** TASK DESCRIPTION **
Lift out all lines below that contain "against".

Excerpts from a dataset
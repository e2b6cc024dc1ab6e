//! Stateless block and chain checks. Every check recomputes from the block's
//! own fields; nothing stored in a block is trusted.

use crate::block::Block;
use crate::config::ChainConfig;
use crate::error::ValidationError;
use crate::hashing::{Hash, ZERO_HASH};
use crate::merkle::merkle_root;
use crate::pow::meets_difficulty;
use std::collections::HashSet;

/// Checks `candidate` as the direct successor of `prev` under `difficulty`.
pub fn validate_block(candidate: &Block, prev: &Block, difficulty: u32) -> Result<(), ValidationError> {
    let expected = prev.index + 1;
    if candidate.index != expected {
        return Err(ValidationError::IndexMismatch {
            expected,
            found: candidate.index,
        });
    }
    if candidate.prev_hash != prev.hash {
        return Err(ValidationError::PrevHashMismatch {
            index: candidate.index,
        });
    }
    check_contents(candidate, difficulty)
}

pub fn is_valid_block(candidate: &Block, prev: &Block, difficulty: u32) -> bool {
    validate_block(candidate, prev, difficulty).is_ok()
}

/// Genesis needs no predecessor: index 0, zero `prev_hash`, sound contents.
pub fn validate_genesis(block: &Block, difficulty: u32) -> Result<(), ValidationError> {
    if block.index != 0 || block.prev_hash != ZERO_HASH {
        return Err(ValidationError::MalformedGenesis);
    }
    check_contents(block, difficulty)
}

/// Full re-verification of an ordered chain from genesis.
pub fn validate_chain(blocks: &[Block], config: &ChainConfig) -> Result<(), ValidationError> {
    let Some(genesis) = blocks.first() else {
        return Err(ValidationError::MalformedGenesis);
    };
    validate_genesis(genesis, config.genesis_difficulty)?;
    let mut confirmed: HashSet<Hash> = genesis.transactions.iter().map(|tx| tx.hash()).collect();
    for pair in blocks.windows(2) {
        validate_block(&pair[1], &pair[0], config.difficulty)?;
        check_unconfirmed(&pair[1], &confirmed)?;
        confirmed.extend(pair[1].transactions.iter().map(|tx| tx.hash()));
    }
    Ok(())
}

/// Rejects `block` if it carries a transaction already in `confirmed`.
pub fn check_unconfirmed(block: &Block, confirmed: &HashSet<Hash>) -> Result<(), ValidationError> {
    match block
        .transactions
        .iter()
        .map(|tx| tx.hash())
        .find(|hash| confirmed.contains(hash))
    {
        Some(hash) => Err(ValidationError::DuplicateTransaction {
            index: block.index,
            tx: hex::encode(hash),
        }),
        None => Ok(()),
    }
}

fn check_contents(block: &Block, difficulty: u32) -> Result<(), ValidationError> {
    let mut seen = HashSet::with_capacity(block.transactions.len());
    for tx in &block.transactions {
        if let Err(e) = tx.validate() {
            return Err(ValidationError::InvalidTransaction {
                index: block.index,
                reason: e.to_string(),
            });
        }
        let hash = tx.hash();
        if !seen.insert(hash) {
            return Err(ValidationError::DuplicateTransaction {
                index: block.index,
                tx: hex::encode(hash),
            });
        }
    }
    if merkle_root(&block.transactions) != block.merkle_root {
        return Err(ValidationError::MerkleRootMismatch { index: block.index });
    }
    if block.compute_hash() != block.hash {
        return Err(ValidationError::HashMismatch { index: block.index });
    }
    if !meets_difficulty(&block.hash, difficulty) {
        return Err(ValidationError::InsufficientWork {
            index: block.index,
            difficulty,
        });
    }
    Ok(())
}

...

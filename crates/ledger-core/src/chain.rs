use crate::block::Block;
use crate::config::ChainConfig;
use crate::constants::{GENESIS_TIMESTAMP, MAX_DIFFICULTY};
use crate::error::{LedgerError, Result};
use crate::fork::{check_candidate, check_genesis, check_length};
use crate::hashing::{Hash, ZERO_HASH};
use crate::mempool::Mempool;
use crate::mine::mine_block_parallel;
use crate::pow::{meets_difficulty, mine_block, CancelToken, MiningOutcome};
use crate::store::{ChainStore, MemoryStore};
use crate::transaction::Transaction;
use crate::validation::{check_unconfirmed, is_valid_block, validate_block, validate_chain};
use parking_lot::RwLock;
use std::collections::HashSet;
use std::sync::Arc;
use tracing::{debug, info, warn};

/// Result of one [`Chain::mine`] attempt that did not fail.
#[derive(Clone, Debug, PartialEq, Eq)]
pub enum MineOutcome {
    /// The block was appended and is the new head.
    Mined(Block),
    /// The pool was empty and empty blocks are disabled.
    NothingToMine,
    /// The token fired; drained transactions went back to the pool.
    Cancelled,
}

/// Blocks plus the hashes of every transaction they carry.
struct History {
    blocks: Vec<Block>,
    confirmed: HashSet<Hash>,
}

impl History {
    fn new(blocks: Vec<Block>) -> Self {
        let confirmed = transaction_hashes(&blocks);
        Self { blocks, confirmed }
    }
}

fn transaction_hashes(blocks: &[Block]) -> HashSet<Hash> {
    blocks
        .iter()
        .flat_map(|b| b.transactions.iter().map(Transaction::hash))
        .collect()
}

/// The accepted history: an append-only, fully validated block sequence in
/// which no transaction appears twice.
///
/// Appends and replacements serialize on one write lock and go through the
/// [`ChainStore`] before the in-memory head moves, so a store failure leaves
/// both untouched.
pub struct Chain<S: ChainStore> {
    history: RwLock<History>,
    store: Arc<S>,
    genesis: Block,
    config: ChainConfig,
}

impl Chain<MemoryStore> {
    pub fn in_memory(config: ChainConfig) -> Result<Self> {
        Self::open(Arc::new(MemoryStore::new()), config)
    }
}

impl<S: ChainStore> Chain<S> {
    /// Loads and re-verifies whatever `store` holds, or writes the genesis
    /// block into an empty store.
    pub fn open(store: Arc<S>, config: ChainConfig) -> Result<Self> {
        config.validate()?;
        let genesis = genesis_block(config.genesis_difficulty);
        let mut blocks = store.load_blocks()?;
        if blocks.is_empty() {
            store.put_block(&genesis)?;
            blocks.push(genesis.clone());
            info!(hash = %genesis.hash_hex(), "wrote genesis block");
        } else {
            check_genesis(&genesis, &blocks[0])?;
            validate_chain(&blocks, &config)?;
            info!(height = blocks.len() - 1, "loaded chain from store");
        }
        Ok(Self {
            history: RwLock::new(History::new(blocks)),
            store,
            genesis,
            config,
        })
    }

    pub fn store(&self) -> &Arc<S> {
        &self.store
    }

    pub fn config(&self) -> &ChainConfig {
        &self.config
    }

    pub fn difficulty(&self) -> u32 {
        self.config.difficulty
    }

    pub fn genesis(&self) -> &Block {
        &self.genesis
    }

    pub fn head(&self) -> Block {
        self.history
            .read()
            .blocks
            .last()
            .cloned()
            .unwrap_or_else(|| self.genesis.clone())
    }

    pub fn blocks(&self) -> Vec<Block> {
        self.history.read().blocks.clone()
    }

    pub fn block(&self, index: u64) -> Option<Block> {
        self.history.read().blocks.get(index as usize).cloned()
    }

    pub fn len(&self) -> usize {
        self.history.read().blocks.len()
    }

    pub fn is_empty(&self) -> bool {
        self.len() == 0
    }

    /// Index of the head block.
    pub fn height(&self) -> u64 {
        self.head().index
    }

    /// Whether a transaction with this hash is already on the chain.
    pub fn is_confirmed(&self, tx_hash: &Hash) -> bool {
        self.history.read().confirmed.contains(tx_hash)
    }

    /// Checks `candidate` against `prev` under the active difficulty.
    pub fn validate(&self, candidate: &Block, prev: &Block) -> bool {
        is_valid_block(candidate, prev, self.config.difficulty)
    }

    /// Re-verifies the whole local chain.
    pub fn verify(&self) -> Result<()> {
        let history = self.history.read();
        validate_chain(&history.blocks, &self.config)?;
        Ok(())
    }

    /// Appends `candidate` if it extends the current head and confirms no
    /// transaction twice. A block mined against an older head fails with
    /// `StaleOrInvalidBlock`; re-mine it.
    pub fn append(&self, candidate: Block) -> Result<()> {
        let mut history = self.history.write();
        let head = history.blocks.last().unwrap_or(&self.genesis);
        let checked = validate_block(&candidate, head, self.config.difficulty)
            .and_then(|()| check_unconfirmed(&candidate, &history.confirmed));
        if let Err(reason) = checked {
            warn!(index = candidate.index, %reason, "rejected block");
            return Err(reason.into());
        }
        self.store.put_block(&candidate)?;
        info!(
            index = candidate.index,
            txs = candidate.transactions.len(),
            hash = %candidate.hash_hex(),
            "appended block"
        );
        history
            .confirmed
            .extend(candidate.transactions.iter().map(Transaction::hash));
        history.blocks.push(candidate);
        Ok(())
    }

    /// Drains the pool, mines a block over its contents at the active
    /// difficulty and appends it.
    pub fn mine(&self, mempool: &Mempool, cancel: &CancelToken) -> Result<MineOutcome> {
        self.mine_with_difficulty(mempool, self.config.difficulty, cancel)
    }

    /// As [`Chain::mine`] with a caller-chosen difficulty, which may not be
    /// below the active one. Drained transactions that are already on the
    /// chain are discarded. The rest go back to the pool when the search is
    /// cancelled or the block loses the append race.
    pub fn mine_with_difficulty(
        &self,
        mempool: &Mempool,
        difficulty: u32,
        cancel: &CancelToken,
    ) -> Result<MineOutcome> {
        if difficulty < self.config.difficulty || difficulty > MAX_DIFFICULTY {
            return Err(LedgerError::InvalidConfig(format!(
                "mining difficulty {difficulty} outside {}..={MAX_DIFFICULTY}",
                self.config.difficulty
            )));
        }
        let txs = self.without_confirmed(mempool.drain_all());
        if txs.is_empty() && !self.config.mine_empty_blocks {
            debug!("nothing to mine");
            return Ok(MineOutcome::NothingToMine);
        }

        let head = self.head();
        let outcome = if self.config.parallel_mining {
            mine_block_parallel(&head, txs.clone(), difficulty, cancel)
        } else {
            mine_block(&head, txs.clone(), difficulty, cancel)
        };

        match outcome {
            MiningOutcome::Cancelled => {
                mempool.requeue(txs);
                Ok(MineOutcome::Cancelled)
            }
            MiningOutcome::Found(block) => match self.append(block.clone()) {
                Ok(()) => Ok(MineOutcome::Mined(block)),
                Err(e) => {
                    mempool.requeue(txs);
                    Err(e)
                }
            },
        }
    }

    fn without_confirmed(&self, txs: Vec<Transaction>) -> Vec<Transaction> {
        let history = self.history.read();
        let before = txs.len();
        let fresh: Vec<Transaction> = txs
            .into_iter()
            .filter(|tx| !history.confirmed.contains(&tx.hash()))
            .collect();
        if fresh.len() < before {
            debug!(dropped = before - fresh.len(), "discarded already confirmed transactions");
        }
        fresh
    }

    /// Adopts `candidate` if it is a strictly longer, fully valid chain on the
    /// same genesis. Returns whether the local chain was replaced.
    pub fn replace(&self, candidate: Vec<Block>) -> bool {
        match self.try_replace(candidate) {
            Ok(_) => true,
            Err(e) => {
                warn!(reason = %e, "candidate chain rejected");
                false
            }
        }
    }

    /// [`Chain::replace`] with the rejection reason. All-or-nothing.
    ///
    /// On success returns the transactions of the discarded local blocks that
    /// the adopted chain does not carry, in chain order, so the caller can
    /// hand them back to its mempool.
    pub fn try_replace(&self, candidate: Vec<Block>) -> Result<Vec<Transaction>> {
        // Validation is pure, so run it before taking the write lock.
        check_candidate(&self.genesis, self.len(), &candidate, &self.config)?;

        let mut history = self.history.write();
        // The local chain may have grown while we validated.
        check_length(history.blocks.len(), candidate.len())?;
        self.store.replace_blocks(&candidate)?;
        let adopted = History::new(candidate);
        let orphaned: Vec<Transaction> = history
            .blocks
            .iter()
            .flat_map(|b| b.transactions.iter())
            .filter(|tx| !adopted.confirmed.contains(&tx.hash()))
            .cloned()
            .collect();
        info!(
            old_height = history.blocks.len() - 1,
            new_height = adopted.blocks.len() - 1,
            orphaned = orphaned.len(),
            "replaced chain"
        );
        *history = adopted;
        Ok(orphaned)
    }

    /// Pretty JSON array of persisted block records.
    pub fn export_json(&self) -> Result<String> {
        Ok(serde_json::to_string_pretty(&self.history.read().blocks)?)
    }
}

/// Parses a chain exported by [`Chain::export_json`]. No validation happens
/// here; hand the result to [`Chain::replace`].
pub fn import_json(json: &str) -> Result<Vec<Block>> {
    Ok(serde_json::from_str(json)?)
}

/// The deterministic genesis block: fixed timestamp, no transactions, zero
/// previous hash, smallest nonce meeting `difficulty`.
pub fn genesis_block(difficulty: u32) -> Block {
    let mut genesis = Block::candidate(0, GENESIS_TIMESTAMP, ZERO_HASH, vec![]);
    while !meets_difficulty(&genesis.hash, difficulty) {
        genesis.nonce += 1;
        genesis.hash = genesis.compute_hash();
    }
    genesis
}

** WRITTEN REPLY **
    /// Checks `candidate` against `prev` under the active difficulty.
    /// transaction twice. A block mined against an older head fails with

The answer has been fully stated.